- [Record excerpts]:
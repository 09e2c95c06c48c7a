use crate::{
    alias::{AliasTable, PackageAlias},
    types::DistroFamily,
};

use anyhow::{bail, Result};
use clap::Parser;
use lazy_static::lazy_static;
use regex::Regex;
use serde::Deserialize;
use std::{collections::HashMap, path::PathBuf};

fn default_cache_ttl() -> u64 {
    // One hour, in seconds
    60 * 60
}

fn default_cache_dir() -> PathBuf {
    std::env::temp_dir().join("reqport-cache")
}

fn default_branch() -> String {
    "master".to_string()
}

#[derive(Deserialize)]
pub struct Config {
    #[serde(default = "default_cache_dir")]
    pub cache_dir: PathBuf,
    /// Repository index caches older than this many seconds are refreshed
    #[serde(default = "default_cache_ttl")]
    pub cache_ttl: u64,
    pub baseline: BaselineConfig,
    #[serde(default)]
    pub repo: Vec<RepoConfig>,
    #[serde(default)]
    pub alias: HashMap<String, AliasConfig>,
}

impl Config {
    pub fn check_sanity(&self) -> Result<()> {
        lazy_static! {
            static ref REPO_NAME: Regex = Regex::new("^[a-zA-Z0-9._-]+$").unwrap();
        }

        let mut seen = Vec::new();
        for repo in &self.repo {
            if !REPO_NAME.is_match(&repo.name) {
                bail!("Invalid character in repository name {}", repo.name);
            }
            if seen.contains(&&repo.name) {
                bail!("Duplicate repository name {}", repo.name);
            }
            seen.push(&repo.name);

            if repo.family == DistroFamily::Deb
                && repo.packages_url.is_none()
                && (repo.distribution.is_none() || repo.component.is_none() || repo.arch.is_none())
            {
                bail!(
                    "Repository {} needs either packages_url or distribution/component/arch",
                    repo.name
                );
            }
        }
        Ok(())
    }

    /// The alias table is built once here and read-only afterwards
    pub fn alias_table(&self) -> AliasTable {
        let mut table = AliasTable::new();
        for (name, alias) in &self.alias {
            let mut entry = PackageAlias::new(name);
            if let Some(deb) = &alias.deb {
                entry = entry.deb(deb);
            }
            if let Some(rpm) = &alias.rpm {
                entry = entry.rpm(rpm);
            }
            table.register(entry);
        }
        table
    }
}

#[derive(Deserialize)]
pub struct BaselineConfig {
    /// URL template for the baseline requirement list; `{branch}` is
    /// substituted before fetching
    pub url: String,
    #[serde(default = "default_branch")]
    pub branch: String,
    /// Shorthand branch names, e.g. icehouse = "stable/icehouse"
    #[serde(default)]
    pub branch_aliases: HashMap<String, String>,
}

impl BaselineConfig {
    pub fn url_for(&self, branch: &str) -> String {
        let branch = self
            .branch_aliases
            .get(branch)
            .map(|b| b.as_str())
            .unwrap_or(branch);
        self.url.replace("{branch}", branch)
    }
}

#[derive(Deserialize, Debug, Clone)]
pub struct RepoConfig {
    pub name: String,
    pub family: DistroFamily,
    pub url: String,
    // deb repos following the dists/ layout
    pub distribution: Option<String>,
    pub component: Option<String>,
    pub arch: Option<String>,
    /// Full index URL for flat deb repos that don't follow the dists/ layout
    pub packages_url: Option<String>,
}

#[derive(Deserialize, Debug, Clone)]
pub struct AliasConfig {
    pub deb: Option<String>,
    pub rpm: Option<String>,
}

#[derive(Parser)]
#[clap(about, version, author)]
pub struct Opts {
    #[clap(long, default_value = "reqport.toml", help = "Position of the config file")]
    pub config: PathBuf,
    #[clap(
        short = 'd',
        long,
        help = "Local source directory of the component to validate"
    )]
    pub source_dir: PathBuf,
    #[clap(long, help = "Baseline branch, overrides the configured one")]
    pub branch: Option<String>,
    #[clap(
        long,
        help = "Emit delimiter-separated records instead of styled blocks"
    )]
    pub parsable: bool,
    #[clap(long, help = "Validate against the baseline only, skip repository search")]
    pub skip_repos: bool,
}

- [Work to be completed]: Go through the entries and copy every line that has "only".

- [Response]:
    /// The alias table is built once here and read-only afterwards
    #[clap(long, help = "Validate against the baseline only, skip repository search")]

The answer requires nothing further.